* Your task: Your output should be the entries below, from the first line up to and including the line with "Thin client around", reproduced exactly and with no other lines.

__________________________________________________

//! Exact prime counting delegated to the `primecount` command line tool.
//!
//! The tool prints a single integer on success. Launch failures, non-zero exits, unparsable
//! output and timeouts are all reported as [OracleError]; the process is killed on timeout.

use std::io::{self, Read};
use std::num::ParseIntError;
use std::path::PathBuf;
use std::process::{Child, Command, ExitStatus, Stdio};
use std::thread::{self, JoinHandle};
use std::time::{Duration, Instant};

use crate::traits::ExactCountOracle;

/// Errors from the exact counting backend
#[derive(Debug, thiserror::Error)]
pub enum OracleError {
    #[error("{program} executable is not available")]
    NotInstalled { program: String },

    #[error("failed to communicate with {program}: {source}")]
    Io {
        program: String,
        #[source]
        source: io::Error,
    },

    #[error("{command} timed out after {timeout:?}")]
    Timeout { command: String, timeout: Duration },

    #[error("{command} failed with {status}: {output}")]
    Failed {
        command: String,
        status: ExitStatus,
        output: String,
    },

    #[error("unable to parse output {output:?} of {command}")]
    Parse {
        command: String,
        output: String,
        #[source]
        source: ParseIntError,
    },

    #[error("exact prime counting is disabled")]
    Disabled,
}

/// Interval between checks on a running child process
const POLL_INTERVAL: Duration = Duration::from_millis(5);

/// Thin client around the `primecount` CLI.
#[derive(Debug, Clone)]
pub struct PrimecountCli {
    program: PathBuf,
    threads: usize,
}

impl Default for PrimecountCli {
    fn default() -> Self {
        Self::new("primecount")
    }
}

impl PrimecountCli {
    /// Use the executable at `program`, resolved through `PATH` if it is a bare name
    pub fn new(program: impl Into<PathBuf>) -> Self {
        Self {
            program: program.into(),
            threads: 1,
        }
    }

    /// Set the number of threads the tool may use
    pub fn threads(mut self, threads: usize) -> Self {
        self.threads = threads.max(1);
        self
    }

    fn program_name(&self) -> String {
        self.program.display().to_string()
    }

    fn run(&self, args: &[String], timeout: Duration) -> Result<i64, OracleError> {
        let command = format!("{} {}", self.program_name(), args.join(" "));
        let child = Command::new(&self.program)
            .args(args)
            .stdin(Stdio::null())
            .stdout(Stdio::piped())
            .stderr(Stdio::piped())
            .spawn()
            .map_err(|err| {
                if err.kind() == io::ErrorKind::NotFound {
                    OracleError::NotInstalled {
                        program: self.program_name(),
                    }
                } else {
                    self.io_error(err)
                }
            })?;

        let finished = match wait_with_deadline(child, timeout).map_err(|e| self.io_error(e))? {
            Some(finished) => finished,
            None => {
                tracing::debug!(%command, ?timeout, "killed timed out prime counting process");
                return Err(OracleError::Timeout { command, timeout });
            }
        };

        let Finished {
            status,
            stdout,
            stderr,
        } = finished;
        if !status.success() {
            let output = if stderr.trim().is_empty() { stdout } else { stderr };
            return Err(OracleError::Failed {
                command,
                status,
                output: output.trim().to_string(),
            });
        }

        let output = stdout.trim();
        output.parse::<i64>().map_err(|source| OracleError::Parse {
            command,
            output: output.to_string(),
            source,
        })
    }

    fn io_error(&self, source: io::Error) -> OracleError {
        OracleError::Io {
            program: self.program_name(),
            source,
        }
    }
}

impl ExactCountOracle for PrimecountCli {
    fn prime_pi(&self, x: i64, timeout: Duration) -> Result<i64, OracleError> {
        let args = [x.to_string(), format!("-t={}", self.threads)];
        self.run(&args, timeout)
    }

    fn nth_prime(&self, n: i64, timeout: Duration) -> Result<i64, OracleError> {
        let args = [n.to_string(), "-n".to_string(), format!("-t={}", self.threads)];
        self.run(&args, timeout)
    }
}

/// Exit status and captured output of a child process
struct Finished {
    status: ExitStatus,
    stdout: String,
    stderr: String,
}

/// Wait for the child to exit, killing it with `None` once `timeout` has passed.
///
/// Both pipes are drained on reader threads while waiting, so a chatty child cannot stall on a
/// full pipe buffer.
fn wait_with_deadline(mut child: Child, timeout: Duration) -> io::Result<Option<Finished>> {
    let stdout = drain(child.stdout.take());
    let stderr = drain(child.stderr.take());

    let deadline = Instant::now() + timeout;
    let status = loop {
        if let Some(status) = child.try_wait()? {
            break status;
        }
        let now = Instant::now();
        if now >= deadline {
            // the child may have exited right after the last poll
            let _ = child.kill();
            let _ = child.wait();
            return Ok(None);
        }
        thread::sleep(POLL_INTERVAL.min(deadline - now));
    };

    Ok(Some(Finished {
        status,
        stdout: join_reader(stdout)?,
        stderr: join_reader(stderr)?,
    }))
}

fn drain<R: Read + Send + 'static>(pipe: Option<R>) -> JoinHandle<io::Result<String>> {
    thread::spawn(move || {
        let mut buffer = String::new();
        if let Some(mut pipe) = pipe {
            pipe.read_to_string(&mut buffer)?;
        }
        Ok(buffer)
    })
}

fn join_reader(reader: JoinHandle<io::Result<String>>) -> io::Result<String> {
    reader
        .join()
        .map_err(|_| io::Error::other("pipe reader thread panicked"))?
}

/// A backend that never answers, leaving only the local counting strategies
#[derive(Debug, Clone, Copy, Default)]
pub struct Offline;

impl ExactCountOracle for Offline {
    fn prime_pi(&self, _: i64, _: Duration) -> Result<i64, OracleError> {
        Err(OracleError::Disabled)
    }

    fn nth_prime(&self, _: i64, _: Duration) -> Result<i64, OracleError> {
        Err(OracleError::Disabled)
    }
}
use axum::http::StatusCode;
use chrono::NaiveDateTime;
use serde::{Deserialize, Serialize};
use sqlx::{FromRow, SqlitePool};
use utoipa::ToSchema;

use super::error::ApiError;
use super::{parse_body, reply, require_body_id, require_query_id, QueryParams, Reply};
use crate::validate;

/// Color assigned to a line when the client does not pick one.
pub const DEFAULT_COLOR: &str = "#0EA5E9";

/// A named, colored rail route grouping stations.
#[derive(Debug, Clone, Serialize, FromRow, ToSchema)]
pub struct Line {
    pub id: i64,
    pub name: String,
    pub color: String,
    pub created_at: NaiveDateTime,
}

#[derive(Debug, Deserialize, ToSchema)]
pub struct CreateLine {
    pub name: String,
    pub color: Option<String>,
}

#[derive(Debug, Deserialize, ToSchema)]
pub struct UpdateLine {
    pub id: Option<i64>,
    pub name: String,
    pub color: String,
}

pub async fn list(pool: &SqlitePool) -> Result<Reply, ApiError> {
    let rows: Vec<Line> = sqlx::query_as("SELECT * FROM lines ORDER BY id")
        .fetch_all(pool)
        .await?;
    reply(StatusCode::OK, &rows)
}

pub async fn create(pool: &SqlitePool, body: &str) -> Result<Reply, ApiError> {
    let payload: CreateLine = parse_body(body)?;
    validate::require_text(&payload.name, "name", 100)?;
    let color = payload.color.unwrap_or_else(|| DEFAULT_COLOR.to_string());
    validate::hex_color(&color, "color")?;

    let row: Line = sqlx::query_as("INSERT INTO lines (name, color) VALUES (?, ?) RETURNING *")
        .bind(&payload.name)
        .bind(&color)
        .fetch_one(pool)
        .await?;
    reply(StatusCode::CREATED, &row)
}

pub async fn update(pool: &SqlitePool, body: &str) -> Result<Reply, ApiError> {
    let payload: UpdateLine = parse_body(body)?;
    let id = require_body_id(payload.id)?;
    validate::require_text(&payload.name, "name", 100)?;
    validate::hex_color(&payload.color, "color")?;

    let row: Option<Line> =
        sqlx::query_as("UPDATE lines SET name = ?, color = ? WHERE id = ? RETURNING *")
            .bind(&payload.name)
            .bind(&payload.color)
            .bind(id)
            .fetch_optional(pool)
            .await?;
    match row {
        Some(row) => reply(StatusCode::OK, &row),
        None => Err(ApiError::NotFound("Line")),
    }
}

pub async fn delete(pool: &SqlitePool, params: &QueryParams) -> Result<Reply, ApiError> {
    let id = require_query_id(params)?;
    let deleted: Option<i64> = sqlx::query_scalar("DELETE FROM lines WHERE id = ? RETURNING id")
        .bind(id)
        .fetch_optional(pool)
        .await?;
    match deleted {
        Some(id) => reply(StatusCode::OK, &serde_json::json!({ "success": true, "id": id })),
        None => Err(ApiError::NotFound("Line")),
    }
}
use axum::http::StatusCode;
use chrono::NaiveDateTime;
use serde::{Deserialize, Serialize};
use sqlx::{FromRow, SqlitePool};
use utoipa::ToSchema;

use super::error::ApiError;
use super::{
    parse_body, reply, require_body_id, require_query_id, train_id_param, QueryParams, Reply,
};
use crate::validate;

/// An intermediate call of a train at a station. One row per
/// (train, station); writing the pair again replaces the times.
#[derive(Debug, Clone, Serialize, FromRow, ToSchema)]
pub struct TrainStop {
    pub id: i64,
    pub train_id: i64,
    pub station_id: i64,
    pub arrival_time: i64,
    pub departure_time: i64,
    /// Minutes the train waits at the station.
    pub stop_duration: i64,
    pub created_at: NaiveDateTime,
}

/// Stop list view joined with the station for display on the graph.
#[derive(Debug, Clone, Serialize, FromRow, ToSchema)]
pub struct TrainStopWithStation {
    pub id: i64,
    pub train_id: i64,
    pub station_id: i64,
    pub arrival_time: i64,
    pub departure_time: i64,
    pub stop_duration: i64,
    pub created_at: NaiveDateTime,
    pub station_name: String,
    pub distance_km: f64,
    pub position: i64,
}

#[derive(Debug, Deserialize, ToSchema)]
pub struct CreateTrainStop {
    pub train_id: i64,
    pub station_id: i64,
    pub arrival_time: i64,
    pub departure_time: i64,
}

#[derive(Debug, Deserialize, ToSchema)]
pub struct UpdateTrainStop {
    pub id: Option<i64>,
    pub arrival_time: i64,
    pub departure_time: i64,
}

const STOP_COLUMNS: &str = "id, train_id, station_id, arrival_time, departure_time, \
                            departure_time - arrival_time AS stop_duration, created_at";

pub async fn list(pool: &SqlitePool, params: &QueryParams) -> Result<Reply, ApiError> {
    let select = "SELECT ts.id, ts.train_id, ts.station_id, ts.arrival_time, \
                  ts.departure_time, ts.departure_time - ts.arrival_time AS stop_duration, \
                  ts.created_at, s.name AS station_name, s.distance_km, s.position \
                  FROM train_stops ts JOIN stations s ON ts.station_id = s.id";

    let rows: Vec<TrainStopWithStation> = match train_id_param(params)? {
        Some(train_id) => {
            sqlx::query_as(&format!(
                "{select} WHERE ts.train_id = ? ORDER BY ts.arrival_time"
            ))
            .bind(train_id)
            .fetch_all(pool)
            .await?
        }
        None => {
            sqlx::query_as(&format!("{select} ORDER BY ts.train_id, ts.arrival_time"))
                .fetch_all(pool)
                .await?
        }
    };
    reply(StatusCode::OK, &rows)
}

/// Upsert: a second write for the same (train, station) pair overwrites the
/// times instead of adding a duplicate row.
pub async fn create(pool: &SqlitePool, body: &str) -> Result<Reply, ApiError> {
    let payload: CreateTrainStop = parse_body(body)?;
    validate::positive_id(payload.train_id, "train_id")?;
    validate::positive_id(payload.station_id, "station_id")?;

    let row: TrainStop = sqlx::query_as(&format!(
        "INSERT INTO train_stops (train_id, station_id, arrival_time, departure_time) \
         VALUES (?, ?, ?, ?) \
         ON CONFLICT (train_id, station_id) DO UPDATE SET \
         arrival_time = excluded.arrival_time, departure_time = excluded.departure_time \
         RETURNING {STOP_COLUMNS}"
    ))
    .bind(payload.train_id)
    .bind(payload.station_id)
    .bind(payload.arrival_time)
    .bind(payload.departure_time)
    .fetch_one(pool)
    .await?;
    reply(StatusCode::CREATED, &row)
}

pub async fn update(pool: &SqlitePool, body: &str) -> Result<Reply, ApiError> {
    let payload: UpdateTrainStop = parse_body(body)?;
    let id = require_body_id(payload.id)?;

    let row: Option<TrainStop> = sqlx::query_as(&format!(
        "UPDATE train_stops SET arrival_time = ?, departure_time = ? \
         WHERE id = ? RETURNING {STOP_COLUMNS}"
    ))
    .bind(payload.arrival_time)
    .bind(payload.departure_time)
    .bind(id)
    .fetch_optional(pool)
    .await?;
    match row {
        Some(row) => reply(StatusCode::OK, &row),
        None => Err(ApiError::NotFound("Train stop")),
    }
}

pub async fn delete(pool: &SqlitePool, params: &QueryParams) -> Result<Reply, ApiError> {
    let id = require_query_id(params)?;
    let deleted: Option<i64> =
        sqlx::query_scalar("DELETE FROM train_stops WHERE id = ? RETURNING id")
            .bind(id)
            .fetch_optional(pool)
            .await?;
    match deleted {
        Some(id) => reply(StatusCode::OK, &serde_json::json!({ "success": true, "id": id })),
        None => Err(ApiError::NotFound("Train stop")),
    }
}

__________________________________________________

* Answer to this exercise:
//! Exact prime counting delegated to the `primecount` command line tool.
//!
//! The tool prints a single integer on success. Launch failures, non-zero exits, unparsable
//! output and timeouts are all reported as [OracleError]; the process is killed on timeout.

use std::io::{self, Read};
use std::num::ParseIntError;
use std::path::PathBuf;
use std::process::{Child, Command, ExitStatus, Stdio};
use std::thread::{self, JoinHandle};
use std::time::{Duration, Instant};

use crate::traits::ExactCountOracle;

/// Errors from the exact counting backend
#[derive(Debug, thiserror::Error)]
pub enum OracleError {
    #[error("{program} executable is not available")]
    NotInstalled { program: String },

    #[error("failed to communicate with {program}: {source}")]
    Io {
        program: String,
        #[source]
        source: io::Error,
    },

    #[error("{command} timed out after {timeout:?}")]
    Timeout { command: String, timeout: Duration },

    #[error("{command} failed with {status}: {output}")]
    Failed {
        command: String,
        status: ExitStatus,
        output: String,
    },

    #[error("unable to parse output {output:?} of {command}")]
    Parse {
        command: String,
        output: String,
        #[source]
        source: ParseIntError,
    },

    #[error("exact prime counting is disabled")]
    Disabled,
}

/// Interval between checks on a running child process
const POLL_INTERVAL: Duration = Duration::from_millis(5);

/// Thin client around the `primecount` CLI.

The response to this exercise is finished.